### Data

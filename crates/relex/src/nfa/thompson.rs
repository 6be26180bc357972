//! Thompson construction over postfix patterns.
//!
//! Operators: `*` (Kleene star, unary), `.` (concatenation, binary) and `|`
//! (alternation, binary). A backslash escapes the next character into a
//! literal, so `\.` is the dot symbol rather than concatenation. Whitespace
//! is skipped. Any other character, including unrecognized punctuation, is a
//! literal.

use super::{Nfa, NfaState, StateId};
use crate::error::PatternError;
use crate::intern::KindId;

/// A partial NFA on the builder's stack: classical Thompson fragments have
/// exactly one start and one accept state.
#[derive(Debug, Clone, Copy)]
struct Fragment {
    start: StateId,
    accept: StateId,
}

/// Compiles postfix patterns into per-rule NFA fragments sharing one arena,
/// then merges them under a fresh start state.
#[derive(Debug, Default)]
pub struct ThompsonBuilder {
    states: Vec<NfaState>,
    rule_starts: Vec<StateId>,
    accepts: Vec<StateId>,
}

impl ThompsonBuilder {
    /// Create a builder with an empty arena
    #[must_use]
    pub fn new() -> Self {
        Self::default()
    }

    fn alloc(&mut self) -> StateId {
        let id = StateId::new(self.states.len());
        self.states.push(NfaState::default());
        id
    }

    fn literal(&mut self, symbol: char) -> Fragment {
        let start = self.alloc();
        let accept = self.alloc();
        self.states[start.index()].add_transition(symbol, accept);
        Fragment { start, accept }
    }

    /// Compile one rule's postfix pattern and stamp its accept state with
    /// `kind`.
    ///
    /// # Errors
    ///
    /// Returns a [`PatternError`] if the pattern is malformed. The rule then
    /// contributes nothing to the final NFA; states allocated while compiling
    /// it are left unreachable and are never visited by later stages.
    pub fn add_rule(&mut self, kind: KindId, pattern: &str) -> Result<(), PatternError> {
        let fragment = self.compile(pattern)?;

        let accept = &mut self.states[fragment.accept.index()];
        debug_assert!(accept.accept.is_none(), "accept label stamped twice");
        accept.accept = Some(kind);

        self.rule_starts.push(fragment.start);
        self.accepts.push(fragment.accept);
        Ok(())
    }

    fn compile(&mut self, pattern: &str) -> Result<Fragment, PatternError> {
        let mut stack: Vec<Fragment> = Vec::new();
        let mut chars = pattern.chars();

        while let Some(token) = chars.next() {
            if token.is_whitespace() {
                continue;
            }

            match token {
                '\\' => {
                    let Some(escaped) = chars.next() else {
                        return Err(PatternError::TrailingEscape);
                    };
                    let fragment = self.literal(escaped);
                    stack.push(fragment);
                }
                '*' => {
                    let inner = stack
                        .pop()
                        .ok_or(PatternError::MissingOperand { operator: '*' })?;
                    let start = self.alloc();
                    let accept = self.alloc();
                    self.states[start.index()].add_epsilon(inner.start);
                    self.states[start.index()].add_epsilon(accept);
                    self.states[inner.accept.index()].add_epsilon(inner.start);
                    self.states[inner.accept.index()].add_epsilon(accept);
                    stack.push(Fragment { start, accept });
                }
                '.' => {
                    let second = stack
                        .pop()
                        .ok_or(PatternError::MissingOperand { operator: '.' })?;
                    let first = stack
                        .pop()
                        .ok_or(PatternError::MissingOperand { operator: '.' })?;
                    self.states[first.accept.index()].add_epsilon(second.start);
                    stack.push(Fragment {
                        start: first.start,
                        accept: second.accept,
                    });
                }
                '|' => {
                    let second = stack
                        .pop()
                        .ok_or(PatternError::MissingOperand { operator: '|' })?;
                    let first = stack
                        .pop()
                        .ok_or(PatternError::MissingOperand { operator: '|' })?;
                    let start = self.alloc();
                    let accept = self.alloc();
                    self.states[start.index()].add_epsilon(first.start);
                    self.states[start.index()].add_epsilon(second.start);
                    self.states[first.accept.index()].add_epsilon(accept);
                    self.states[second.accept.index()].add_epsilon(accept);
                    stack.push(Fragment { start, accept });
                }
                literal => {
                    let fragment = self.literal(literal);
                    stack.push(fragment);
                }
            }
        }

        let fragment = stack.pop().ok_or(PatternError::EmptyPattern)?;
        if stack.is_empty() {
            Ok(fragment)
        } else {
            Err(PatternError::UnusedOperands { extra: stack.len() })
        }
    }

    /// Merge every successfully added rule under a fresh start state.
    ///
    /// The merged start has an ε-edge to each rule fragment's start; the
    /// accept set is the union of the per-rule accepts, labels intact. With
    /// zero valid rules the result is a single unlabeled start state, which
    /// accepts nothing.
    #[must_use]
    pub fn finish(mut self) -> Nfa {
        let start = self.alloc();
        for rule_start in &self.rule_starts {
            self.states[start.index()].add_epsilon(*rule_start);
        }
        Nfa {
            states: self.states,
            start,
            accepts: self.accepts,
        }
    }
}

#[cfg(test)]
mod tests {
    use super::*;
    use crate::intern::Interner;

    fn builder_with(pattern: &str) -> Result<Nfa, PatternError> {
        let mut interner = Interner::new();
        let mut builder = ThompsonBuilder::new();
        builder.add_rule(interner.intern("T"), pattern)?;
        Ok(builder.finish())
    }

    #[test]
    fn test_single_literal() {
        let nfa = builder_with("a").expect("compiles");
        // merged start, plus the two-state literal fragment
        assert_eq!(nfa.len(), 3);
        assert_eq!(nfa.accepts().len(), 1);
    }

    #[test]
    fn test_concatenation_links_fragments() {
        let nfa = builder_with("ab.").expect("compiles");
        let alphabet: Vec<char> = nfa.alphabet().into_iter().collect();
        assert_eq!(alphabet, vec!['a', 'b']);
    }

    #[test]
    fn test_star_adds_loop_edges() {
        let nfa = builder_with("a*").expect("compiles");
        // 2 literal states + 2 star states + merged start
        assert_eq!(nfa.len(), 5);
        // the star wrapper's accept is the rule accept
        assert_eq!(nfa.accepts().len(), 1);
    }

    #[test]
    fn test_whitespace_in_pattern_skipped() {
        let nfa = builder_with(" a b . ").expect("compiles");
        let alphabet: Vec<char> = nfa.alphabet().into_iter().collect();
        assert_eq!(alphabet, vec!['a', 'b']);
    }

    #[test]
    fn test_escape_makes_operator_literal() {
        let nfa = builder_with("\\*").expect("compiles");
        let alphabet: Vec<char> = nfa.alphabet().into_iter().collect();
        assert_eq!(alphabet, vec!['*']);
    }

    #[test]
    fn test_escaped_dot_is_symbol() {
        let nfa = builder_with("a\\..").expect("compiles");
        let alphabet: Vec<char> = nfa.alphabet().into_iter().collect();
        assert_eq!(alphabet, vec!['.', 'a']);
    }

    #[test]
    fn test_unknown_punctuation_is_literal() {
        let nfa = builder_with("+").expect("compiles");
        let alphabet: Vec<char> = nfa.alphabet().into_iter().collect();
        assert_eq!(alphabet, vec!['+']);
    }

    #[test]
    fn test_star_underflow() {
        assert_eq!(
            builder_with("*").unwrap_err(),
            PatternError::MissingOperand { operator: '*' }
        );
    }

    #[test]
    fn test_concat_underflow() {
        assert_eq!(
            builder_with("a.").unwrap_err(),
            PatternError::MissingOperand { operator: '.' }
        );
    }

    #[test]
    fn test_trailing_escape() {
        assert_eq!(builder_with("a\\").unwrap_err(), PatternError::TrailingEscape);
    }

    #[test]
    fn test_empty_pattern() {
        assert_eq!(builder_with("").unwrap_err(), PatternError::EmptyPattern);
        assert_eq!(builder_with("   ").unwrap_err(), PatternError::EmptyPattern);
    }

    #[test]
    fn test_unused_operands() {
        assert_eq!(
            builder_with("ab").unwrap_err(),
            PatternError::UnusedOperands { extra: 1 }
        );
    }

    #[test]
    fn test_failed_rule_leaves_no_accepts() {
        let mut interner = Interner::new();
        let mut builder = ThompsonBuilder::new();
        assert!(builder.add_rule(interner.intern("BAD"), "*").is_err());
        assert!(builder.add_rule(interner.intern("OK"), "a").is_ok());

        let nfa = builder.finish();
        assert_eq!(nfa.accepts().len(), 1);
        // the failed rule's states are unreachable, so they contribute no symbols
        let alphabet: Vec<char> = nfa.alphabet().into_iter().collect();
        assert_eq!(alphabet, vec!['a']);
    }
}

### Exercise
Print the records verbatim, stopping after the "than concatenation. Whitespace" line.

### Answer box
filename crates/relex/src/nfa/thompson.rs
repository 6be26180bc357972
//! Thompson construction over postfix patterns.
//!
//! Operators: `*` (Kleene star, unary), `.` (concatenation, binary) and `|`
//! (alternation, binary). A backslash escapes the next character into a
//! literal, so `\.` is the dot symbol rather than concatenation. Whitespace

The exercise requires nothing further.